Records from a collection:

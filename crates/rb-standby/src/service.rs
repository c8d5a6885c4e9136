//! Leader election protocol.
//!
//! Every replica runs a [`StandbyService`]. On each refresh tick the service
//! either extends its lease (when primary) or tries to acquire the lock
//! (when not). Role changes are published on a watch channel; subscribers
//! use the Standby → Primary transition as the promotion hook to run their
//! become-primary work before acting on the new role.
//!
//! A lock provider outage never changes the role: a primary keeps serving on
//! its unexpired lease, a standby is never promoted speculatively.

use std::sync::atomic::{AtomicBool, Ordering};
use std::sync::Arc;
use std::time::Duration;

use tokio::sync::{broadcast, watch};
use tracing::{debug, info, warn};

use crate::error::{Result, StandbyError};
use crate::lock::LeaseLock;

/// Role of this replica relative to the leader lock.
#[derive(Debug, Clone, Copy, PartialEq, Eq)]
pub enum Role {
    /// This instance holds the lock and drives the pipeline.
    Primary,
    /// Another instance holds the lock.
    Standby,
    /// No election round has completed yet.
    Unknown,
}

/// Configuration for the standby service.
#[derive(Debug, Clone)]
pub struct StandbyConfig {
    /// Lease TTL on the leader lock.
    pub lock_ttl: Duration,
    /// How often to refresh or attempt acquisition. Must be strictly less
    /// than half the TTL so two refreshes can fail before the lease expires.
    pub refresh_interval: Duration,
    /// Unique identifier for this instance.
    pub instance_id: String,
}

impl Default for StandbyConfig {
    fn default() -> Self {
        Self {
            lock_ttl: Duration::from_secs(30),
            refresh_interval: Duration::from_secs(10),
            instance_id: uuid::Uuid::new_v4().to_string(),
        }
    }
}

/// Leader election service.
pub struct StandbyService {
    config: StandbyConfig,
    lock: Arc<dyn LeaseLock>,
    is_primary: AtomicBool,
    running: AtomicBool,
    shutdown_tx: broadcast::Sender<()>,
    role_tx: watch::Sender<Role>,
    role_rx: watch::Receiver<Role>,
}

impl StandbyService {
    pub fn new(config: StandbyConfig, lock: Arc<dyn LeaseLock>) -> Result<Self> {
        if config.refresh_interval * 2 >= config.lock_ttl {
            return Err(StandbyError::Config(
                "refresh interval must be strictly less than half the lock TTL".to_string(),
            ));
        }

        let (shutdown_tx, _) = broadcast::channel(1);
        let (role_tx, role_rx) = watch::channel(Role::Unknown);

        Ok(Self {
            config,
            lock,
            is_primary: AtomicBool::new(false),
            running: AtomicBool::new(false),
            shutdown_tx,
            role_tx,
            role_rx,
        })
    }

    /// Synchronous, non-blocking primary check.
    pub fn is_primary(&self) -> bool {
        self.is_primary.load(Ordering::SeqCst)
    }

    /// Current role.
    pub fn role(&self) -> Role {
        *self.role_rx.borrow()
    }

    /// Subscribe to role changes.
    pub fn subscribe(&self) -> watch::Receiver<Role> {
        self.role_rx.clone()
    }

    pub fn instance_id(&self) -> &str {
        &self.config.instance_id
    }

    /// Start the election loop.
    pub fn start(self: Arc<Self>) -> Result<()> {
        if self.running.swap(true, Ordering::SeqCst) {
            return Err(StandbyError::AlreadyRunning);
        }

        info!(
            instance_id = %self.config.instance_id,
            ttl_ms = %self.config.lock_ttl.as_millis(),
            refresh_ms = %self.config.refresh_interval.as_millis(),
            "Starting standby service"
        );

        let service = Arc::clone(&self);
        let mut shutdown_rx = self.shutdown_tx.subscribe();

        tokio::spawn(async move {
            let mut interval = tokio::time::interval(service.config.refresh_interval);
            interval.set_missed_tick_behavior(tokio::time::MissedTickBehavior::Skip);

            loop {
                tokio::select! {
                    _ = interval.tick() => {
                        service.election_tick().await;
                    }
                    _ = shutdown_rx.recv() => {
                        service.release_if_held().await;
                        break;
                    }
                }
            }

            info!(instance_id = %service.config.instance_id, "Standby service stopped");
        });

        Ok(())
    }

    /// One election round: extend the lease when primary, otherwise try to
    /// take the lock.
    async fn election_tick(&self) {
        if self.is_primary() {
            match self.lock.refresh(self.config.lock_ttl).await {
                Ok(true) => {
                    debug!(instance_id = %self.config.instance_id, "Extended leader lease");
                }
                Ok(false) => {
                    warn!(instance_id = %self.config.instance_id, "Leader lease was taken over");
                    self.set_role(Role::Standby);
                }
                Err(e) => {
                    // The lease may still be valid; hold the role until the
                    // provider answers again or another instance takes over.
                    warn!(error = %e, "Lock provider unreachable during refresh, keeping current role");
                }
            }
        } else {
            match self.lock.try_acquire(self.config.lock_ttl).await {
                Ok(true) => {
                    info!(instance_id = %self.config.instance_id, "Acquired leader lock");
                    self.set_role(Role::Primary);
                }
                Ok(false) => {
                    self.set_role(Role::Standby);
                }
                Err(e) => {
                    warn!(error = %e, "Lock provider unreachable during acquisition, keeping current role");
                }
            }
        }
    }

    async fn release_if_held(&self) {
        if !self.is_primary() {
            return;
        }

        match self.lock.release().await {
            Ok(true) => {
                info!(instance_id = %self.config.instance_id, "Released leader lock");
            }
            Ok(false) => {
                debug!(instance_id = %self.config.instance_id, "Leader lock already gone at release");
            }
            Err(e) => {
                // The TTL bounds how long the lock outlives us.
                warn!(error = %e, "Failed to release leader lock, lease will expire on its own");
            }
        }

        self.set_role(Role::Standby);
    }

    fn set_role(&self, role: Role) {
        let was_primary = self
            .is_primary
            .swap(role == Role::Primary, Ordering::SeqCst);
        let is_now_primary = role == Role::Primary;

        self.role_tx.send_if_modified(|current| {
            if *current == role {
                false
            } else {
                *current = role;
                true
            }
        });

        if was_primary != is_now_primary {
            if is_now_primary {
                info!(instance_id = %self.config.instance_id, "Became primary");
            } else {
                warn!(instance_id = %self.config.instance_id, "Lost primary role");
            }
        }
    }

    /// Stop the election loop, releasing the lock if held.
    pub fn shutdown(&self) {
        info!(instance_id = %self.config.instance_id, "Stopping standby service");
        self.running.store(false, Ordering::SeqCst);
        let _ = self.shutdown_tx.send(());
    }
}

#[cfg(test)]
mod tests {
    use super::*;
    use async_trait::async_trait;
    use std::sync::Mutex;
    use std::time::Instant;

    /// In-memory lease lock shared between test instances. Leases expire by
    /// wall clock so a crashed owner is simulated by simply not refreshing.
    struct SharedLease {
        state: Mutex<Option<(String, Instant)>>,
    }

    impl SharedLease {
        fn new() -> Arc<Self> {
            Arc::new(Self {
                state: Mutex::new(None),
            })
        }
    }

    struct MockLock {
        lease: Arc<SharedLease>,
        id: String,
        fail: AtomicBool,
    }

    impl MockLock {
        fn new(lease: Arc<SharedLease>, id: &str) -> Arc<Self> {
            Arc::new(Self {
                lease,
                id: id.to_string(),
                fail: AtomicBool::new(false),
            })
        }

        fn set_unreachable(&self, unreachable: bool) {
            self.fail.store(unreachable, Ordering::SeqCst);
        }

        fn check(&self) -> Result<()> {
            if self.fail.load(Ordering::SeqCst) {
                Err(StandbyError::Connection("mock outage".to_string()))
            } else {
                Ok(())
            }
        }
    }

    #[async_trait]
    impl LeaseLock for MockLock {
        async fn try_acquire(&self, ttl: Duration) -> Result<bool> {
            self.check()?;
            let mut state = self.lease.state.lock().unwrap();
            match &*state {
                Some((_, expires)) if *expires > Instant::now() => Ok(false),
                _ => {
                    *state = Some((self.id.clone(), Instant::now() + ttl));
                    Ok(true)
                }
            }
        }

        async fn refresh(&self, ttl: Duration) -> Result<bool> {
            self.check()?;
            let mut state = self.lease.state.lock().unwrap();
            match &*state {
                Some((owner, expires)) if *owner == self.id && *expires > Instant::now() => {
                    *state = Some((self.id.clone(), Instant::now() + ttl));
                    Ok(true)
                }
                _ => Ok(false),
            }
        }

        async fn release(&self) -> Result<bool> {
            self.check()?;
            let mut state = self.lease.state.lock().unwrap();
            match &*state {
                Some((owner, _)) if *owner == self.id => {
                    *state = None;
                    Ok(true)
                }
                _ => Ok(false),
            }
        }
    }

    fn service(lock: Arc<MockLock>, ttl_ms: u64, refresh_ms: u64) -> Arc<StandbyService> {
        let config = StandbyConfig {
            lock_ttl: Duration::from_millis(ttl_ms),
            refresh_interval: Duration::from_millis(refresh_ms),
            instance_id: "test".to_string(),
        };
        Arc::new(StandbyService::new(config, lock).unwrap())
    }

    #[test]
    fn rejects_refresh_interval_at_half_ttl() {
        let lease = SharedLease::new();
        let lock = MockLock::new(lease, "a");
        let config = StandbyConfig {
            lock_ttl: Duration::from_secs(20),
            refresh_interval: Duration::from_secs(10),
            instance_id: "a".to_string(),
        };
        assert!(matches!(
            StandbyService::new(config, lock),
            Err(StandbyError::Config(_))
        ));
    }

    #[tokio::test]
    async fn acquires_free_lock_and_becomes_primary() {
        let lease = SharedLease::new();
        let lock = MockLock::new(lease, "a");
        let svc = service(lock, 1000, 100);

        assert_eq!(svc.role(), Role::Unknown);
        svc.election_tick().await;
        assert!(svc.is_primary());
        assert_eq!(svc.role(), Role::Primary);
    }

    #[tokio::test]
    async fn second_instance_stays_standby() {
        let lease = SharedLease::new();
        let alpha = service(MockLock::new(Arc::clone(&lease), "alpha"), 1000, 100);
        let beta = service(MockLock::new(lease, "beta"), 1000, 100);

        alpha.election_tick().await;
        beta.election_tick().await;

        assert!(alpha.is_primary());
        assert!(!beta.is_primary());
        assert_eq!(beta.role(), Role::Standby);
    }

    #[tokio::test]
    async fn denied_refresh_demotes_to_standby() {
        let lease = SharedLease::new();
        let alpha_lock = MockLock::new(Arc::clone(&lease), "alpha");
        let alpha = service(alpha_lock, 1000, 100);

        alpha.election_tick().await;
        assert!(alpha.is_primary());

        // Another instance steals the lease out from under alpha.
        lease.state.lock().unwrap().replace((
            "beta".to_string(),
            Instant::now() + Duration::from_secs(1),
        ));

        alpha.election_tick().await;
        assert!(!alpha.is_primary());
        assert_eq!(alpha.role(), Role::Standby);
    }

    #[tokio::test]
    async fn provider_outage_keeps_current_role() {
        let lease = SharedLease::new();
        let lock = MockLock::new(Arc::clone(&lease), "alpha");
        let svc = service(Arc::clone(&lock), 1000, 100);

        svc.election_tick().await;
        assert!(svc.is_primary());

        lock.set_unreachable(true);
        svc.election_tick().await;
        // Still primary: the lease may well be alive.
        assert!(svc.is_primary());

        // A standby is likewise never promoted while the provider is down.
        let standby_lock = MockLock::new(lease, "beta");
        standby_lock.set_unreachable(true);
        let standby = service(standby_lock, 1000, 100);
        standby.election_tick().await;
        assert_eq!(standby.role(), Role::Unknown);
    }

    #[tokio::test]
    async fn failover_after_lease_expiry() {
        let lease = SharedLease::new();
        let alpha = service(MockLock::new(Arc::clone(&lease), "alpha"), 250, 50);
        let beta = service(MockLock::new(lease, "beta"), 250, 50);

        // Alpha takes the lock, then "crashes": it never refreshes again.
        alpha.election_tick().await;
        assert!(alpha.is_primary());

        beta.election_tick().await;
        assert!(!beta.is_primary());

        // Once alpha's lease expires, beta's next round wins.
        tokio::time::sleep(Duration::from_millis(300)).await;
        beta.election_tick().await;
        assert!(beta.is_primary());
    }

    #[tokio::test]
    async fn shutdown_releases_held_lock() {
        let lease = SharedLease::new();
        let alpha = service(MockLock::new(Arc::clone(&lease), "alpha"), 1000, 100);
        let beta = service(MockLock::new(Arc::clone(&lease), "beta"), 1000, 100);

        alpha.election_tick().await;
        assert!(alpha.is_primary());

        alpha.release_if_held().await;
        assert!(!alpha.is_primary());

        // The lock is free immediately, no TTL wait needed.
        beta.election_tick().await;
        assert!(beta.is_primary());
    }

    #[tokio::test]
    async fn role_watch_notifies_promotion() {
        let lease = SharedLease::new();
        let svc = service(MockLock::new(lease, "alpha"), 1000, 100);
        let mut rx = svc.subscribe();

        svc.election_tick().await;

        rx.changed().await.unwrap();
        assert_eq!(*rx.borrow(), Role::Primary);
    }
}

▸ **Exercise description**: What is the number of lines in the entries above that contain the word "Unknown"? Answer with that number only.

▸ **Response**: 4